// src/db/paths.rs
//! Centralized path derivation for the registry database

use std::path::{Path, PathBuf};

/// Default location of the installed-package registry
pub const DEFAULT_DB_PATH: &str = "/var/lib/conary/inventory.db";

/// Environment variable overriding the registry location
pub const DB_PATH_ENV: &str = "CONARY_INVENTORY_DB";

/// Get the directory containing the database
pub fn db_dir(db_path: &Path) -> PathBuf {
    db_path
        .parent()
        .unwrap_or(Path::new("/var/lib/conary"))
        .to_path_buf()
}

/// Registry location: the environment override if set, else `configured`
pub fn resolve_db_path(configured: &Path) -> PathBuf {
    std::env::var_os(DB_PATH_ENV)
        .filter(|v| !v.is_empty())
        .map(PathBuf::from)
        .unwrap_or_else(|| configured.to_path_buf())
}

#[cfg(test)]
mod tests {
    use super::*;

    #[test]
    fn test_db_dir() {
        assert_eq!(
            db_dir(Path::new("/var/lib/conary/inventory.db")),
            PathBuf::from("/var/lib/conary")
        );
    }
}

■ Your instructions: Everything in the listing above should be repeated exactly.

■ Solved problem:
// src/db/paths.rs
//! Centralized path derivation for the registry database

use std::path::{Path, PathBuf};

/// Default location of the installed-package registry
pub const DEFAULT_DB_PATH: &str = "/var/lib/conary/inventory.db";

/// Environment variable overriding the registry location
pub const DB_PATH_ENV: &str = "CONARY_INVENTORY_DB";

/// Get the directory containing the database
pub fn db_dir(db_path: &Path) -> PathBuf {
    db_path
        .parent()
        .unwrap_or(Path::new("/var/lib/conary"))
        .to_path_buf()
}

/// Registry location: the environment override if set, else `configured`
pub fn resolve_db_path(configured: &Path) -> PathBuf {
    std::env::var_os(DB_PATH_ENV)
        .filter(|v| !v.is_empty())
        .map(PathBuf::from)
        .unwrap_or_else(|| configured.to_path_buf())
}

#[cfg(test)]
mod tests {
    use super::*;

    #[test]
    fn test_db_dir() {
        assert_eq!(
            db_dir(Path::new("/var/lib/conary/inventory.db")),
            PathBuf::from("/var/lib/conary")
        );
    }
}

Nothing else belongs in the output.